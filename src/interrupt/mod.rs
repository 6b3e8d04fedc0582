//! Interrupt dispatch core.
//!
//! [`IrqCore`] is the single object behind the kernel's interrupt
//! exception vector. On every exception it acknowledges the controller,
//! classifies the interrupt number and runs the class handler in
//! interrupt context, without blocking or yielding. It also carries the
//! setup-time configuration surface and the deferred-deactivation entry
//! point used by the virtualization layer for pass-through lines.
//!
//! Construction is the one-time initialization: `IrqCore::new` builds
//! the SPI line table (one wake primitive per line) and detects the
//! controller generation, so an `IrqCore` that exists is ready to
//! dispatch. The kernel must construct it before unmasking any line.

pub mod table;

use spin::Mutex;

use crate::config::{HTIMER_PPI, SMMU_SPI, VTIMER_PPI};
use crate::event::Event;
use crate::gic::{
    CpuId, CpuInterface, Distributor, GicVersion, IntClass, Redistributor, Sgi, INTID_MASK,
    PPI_BASE, PPI_NUM, SGI_BASE, SGI_NUM, SPI_BASE, SPI_NUM,
};
use crate::kernel::{Kernel, Wakeup};

pub use table::{LineState, LineTable};

/// Configuration path for banked (per-core) interrupts, selected once at
/// construction from the detected controller generation.
///
/// Earlier generations configure SGIs and PPIs through the distributor
/// and send SGIs through it; with affinity routing both move to per-core
/// interfaces. SPI configuration stays on the distributor either way.
#[derive(Debug, Clone, Copy, PartialEq, Eq)]
enum BankedRoute {
    /// Pre-affinity-routing: distributor-wide configuration and send.
    Distributor,
    /// Affinity routing: redistributor configuration, CPU interface send.
    Redistributor,
}

impl BankedRoute {
    fn from_version(version: GicVersion) -> Self {
        if version.uses_redistributor() {
            Self::Redistributor
        } else {
            Self::Distributor
        }
    }
}

/// Per-class interrupt counters, plus spurious acknowledges.
#[derive(Debug, Default, Clone, Copy, PartialEq, Eq)]
pub struct IrqStats {
    /// Software-generated interrupts handled
    pub sgi: u64,
    /// Private peripheral interrupts handled
    pub ppi: u64,
    /// Shared peripheral interrupts handled
    pub spi: u64,
    /// Acknowledge values in the reserved range (incl. 1023 spurious)
    pub spurious: u64,
}

/// The interrupt dispatch core.
///
/// Owns the SPI line table and drives the external controller drivers
/// and kernel callbacks through their capability traits. One instance
/// exists per system; `handle` is invoked per-core from trap entry and
/// is reentrant across cores.
pub struct IrqCore<C, D, R, K>
where
    C: CpuInterface,
    D: Distributor,
    R: Redistributor,
    K: Kernel,
{
    gicc: C,
    gicd: D,
    gicr: R,
    kernel: K,
    route: BankedRoute,
    table: LineTable<K::Wakeup>,
    stats: Mutex<IrqStats>,
}

impl<C, D, R, K> IrqCore<C, D, R, K>
where
    C: CpuInterface,
    D: Distributor,
    R: Redistributor,
    K: Kernel,
{
    /// Build the dispatch core: detect the controller generation, pick
    /// the banked configuration route, and create the line table with
    /// one wake primitive per SPI line.
    ///
    /// Must run once, at boot, before any interrupt line is unmasked.
    pub fn new(gicc: C, gicd: D, gicr: R, kernel: K) -> Self {
        let version = gicd.version();
        let route = BankedRoute::from_version(version);
        let table = LineTable::new(|spi| kernel.wakeup_for(spi));

        log::debug!(
            "irq core up: {:?}, banked route {:?}, {} spi lines",
            version,
            route,
            SPI_NUM
        );

        Self {
            gicc,
            gicd,
            gicr,
            kernel,
            route,
            table,
            stats: Mutex::new(IrqStats::default()),
        }
    }

    /// Handle one interrupt exception.
    ///
    /// Acknowledges the controller, dispatches on the interrupt class
    /// and returns what, if anything, the virtualization layer must
    /// additionally be told. `vcpu` indicates whether the interrupted
    /// context is a virtual CPU.
    ///
    /// A non-[`Event::None`] return means end-of-interrupt has been
    /// signaled but direct deactivation has not; the caller chain owns
    /// completing the line as part of guest injection.
    pub fn handle(&self, vcpu: bool) -> Event {
        let raw = self.gicc.ack();
        let intid = raw & INTID_MASK;

        match IntClass::from_intid(intid) {
            IntClass::Sgi => self.handle_sgi(raw, intid),
            IntClass::Ppi => self.handle_ppi(raw, intid, vcpu),
            IntClass::Spi => self.handle_spi(raw, intid),
            // No line ownership is known for the reserved range; the
            // 1023 spurious value lands here. No controller action.
            IntClass::Reserved => {
                self.stats.lock().spurious += 1;
                Event::None
            }
        }
    }

    fn handle_sgi(&self, raw: u32, intid: u32) -> Event {
        let sgi = intid - SGI_BASE;
        assert!(sgi < SGI_NUM, "sgi {sgi} out of range");

        match Sgi::from_index(sgi) {
            Some(Sgi::Rrq) => self.kernel.rrq_handler(),
            // A remote kick's entire effect is taking the exception;
            // unassigned indices likewise need no action.
            Some(Sgi::Rke) | None => {}
        }

        // SGIs are never guest-owned: retire immediately.
        self.gicc.eoi(raw);
        self.gicc.deactivate(intid);

        self.stats.lock().sgi += 1;
        Event::None
    }

    fn handle_ppi(&self, raw: u32, intid: u32, vcpu: bool) -> Event {
        let ppi = intid - PPI_BASE;
        assert!(ppi < PPI_NUM, "ppi {ppi} out of range");

        if ppi == HTIMER_PPI {
            self.kernel.timer_interrupt();
        }

        let event = if ppi == VTIMER_PPI && vcpu {
            Event::VTimer
        } else {
            Event::None
        };

        self.gicc.eoi(raw);
        // A virtual-timer event hands the line to the virtualization
        // layer, which deactivates it when injecting into the guest.
        if !event.owes_deactivation() {
            self.gicc.deactivate(intid);
        }

        self.stats.lock().ppi += 1;
        event
    }

    fn handle_spi(&self, raw: u32, intid: u32) -> Event {
        let spi = intid - SPI_BASE;
        assert!(spi < SPI_NUM, "spi {spi} out of range");

        self.stats.lock().spi += 1;

        // The SMMU event line is always kernel-owned and bypasses the
        // line table.
        if spi == SMMU_SPI {
            self.kernel.smmu_interrupt();
            self.gicc.eoi(raw);
            self.gicc.deactivate(intid);
            return Event::None;
        }

        let line = self.table.line(spi);
        self.gicc.eoi(raw);

        if line.guest_owned() {
            // Priority has dropped, but the line stays inactive at the
            // controller until the guest finishes (deactivate_spi).
            line.set_pending();
        } else {
            self.gicc.deactivate(intid);
        }

        // Kernel-side accounting tracks every occurrence, guest-owned
        // or not.
        line.wakeup().up();

        Event::None
    }

    /// Configure an SGI line's mask state on this core.
    ///
    /// Setup-time only, not interrupt context.
    pub fn configure_sgi(&self, sgi: u32, masked: bool) {
        assert!(sgi < SGI_NUM, "sgi {sgi} out of range");
        log::trace!("conf sgi {sgi} masked={masked}");

        let intid = SGI_BASE + sgi;
        match self.route {
            BankedRoute::Distributor => {
                self.gicd.configure(intid, false, None);
                self.gicd.mask(intid, masked);
            }
            BankedRoute::Redistributor => {
                self.gicr.configure(intid, false);
                self.gicr.mask(intid, masked);
            }
        }
    }

    /// Configure a PPI line's trigger mode and mask state on this core.
    ///
    /// Setup-time only, not interrupt context.
    pub fn configure_ppi(&self, ppi: u32, masked: bool, edge_triggered: bool) {
        assert!(ppi < PPI_NUM, "ppi {ppi} out of range");
        log::trace!("conf ppi {ppi} masked={masked} edge={edge_triggered}");

        let intid = PPI_BASE + ppi;
        match self.route {
            BankedRoute::Distributor => {
                self.gicd.configure(intid, edge_triggered, None);
                self.gicd.mask(intid, masked);
            }
            BankedRoute::Redistributor => {
                self.gicr.configure(intid, edge_triggered);
                self.gicr.mask(intid, masked);
            }
        }
    }

    /// Configure an SPI line: routing and ownership in the line table,
    /// then trigger mode, affinity and mask state at the distributor.
    ///
    /// This is the only path that changes `guest_owned` or the affinity
    /// core. Callers must reconfigure only while the line is masked; a
    /// reconfiguration with an acknowledge in flight on the old core is
    /// a race this core does not guard against.
    pub fn configure_spi(
        &self,
        spi: u32,
        cpu: CpuId,
        masked: bool,
        edge_triggered: bool,
        guest_owned: bool,
    ) {
        assert!(spi < SPI_NUM, "spi {spi} out of range");
        log::trace!(
            "conf spi {spi} cpu={cpu} masked={masked} edge={edge_triggered} guest={guest_owned}"
        );

        self.table.line(spi).set_route(cpu, guest_owned);

        // SPI configuration is distributor business on every generation.
        let intid = SPI_BASE + spi;
        self.gicd.configure(intid, edge_triggered, Some(cpu));
        self.gicd.mask(intid, masked);
    }

    /// Send an SGI of the given purpose to a core. Fire-and-forget; the
    /// only delivery confirmation is the target core's handler running.
    pub fn send_sgi(&self, sgi: Sgi, cpu: CpuId) {
        match self.route {
            BankedRoute::Distributor => self.gicd.send_sgi(sgi, cpu),
            BankedRoute::Redistributor => self.gicc.send_sgi(sgi, cpu),
        }
    }

    /// Complete the two-phase protocol for a guest-owned SPI line, on
    /// the guest's completion signal: consume the pending latch and
    /// deactivate the line at the controller.
    ///
    /// A call with no pending deactivation is a no-op, so a stray second
    /// call after a single cycle deactivates only once.
    pub fn deactivate_spi(&self, spi: u32) {
        if self.table.line(spi).take_pending() {
            self.gicc.deactivate(SPI_BASE + spi);
        }
    }

    /// Snapshot one SPI line's routing and completion state.
    pub fn spi_state(&self, spi: u32) -> LineState {
        self.table.line(spi).state()
    }

    /// Snapshot the interrupt counters.
    pub fn stats(&self) -> IrqStats {
        *self.stats.lock()
    }

    /// The CPU interface driver.
    pub fn cpu_interface(&self) -> &C {
        &self.gicc
    }

    /// The distributor driver.
    pub fn distributor(&self) -> &D {
        &self.gicd
    }

    /// The redistributor driver.
    pub fn redistributor(&self) -> &R {
        &self.gicr
    }

    /// The kernel collaborator.
    pub fn kernel(&self) -> &K {
        &self.kernel
    }
}

#[cfg(test)]
mod tests {
    use super::*;
    use test_case::test_case;

    #[test_case(GicVersion::V1, BankedRoute::Distributor; "v1 distributor")]
    #[test_case(GicVersion::V2, BankedRoute::Distributor; "v2 distributor")]
    #[test_case(GicVersion::V3, BankedRoute::Redistributor; "v3 redistributor")]
    #[test_case(GicVersion::V4, BankedRoute::Redistributor; "v4 redistributor")]
    fn test_banked_route_selection(version: GicVersion, expected: BankedRoute) {
        assert_eq!(BankedRoute::from_version(version), expected);
    }

    #[test]
    fn test_stats_start_zeroed() {
        let zero = IrqStats { sgi: 0, ppi: 0, spi: 0, spurious: 0 };
        assert_eq!(IrqStats::default(), zero);
    }
}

☆ ☆ ☆ ☆ ☆ ☆ ☆

» Required action:
What belongs in the answer is each line of the data that has the word "derive".

» Completed exercise:
#[derive(Debug, Clone, Copy, PartialEq, Eq)]
#[derive(Debug, Default, Clone, Copy, PartialEq, Eq)]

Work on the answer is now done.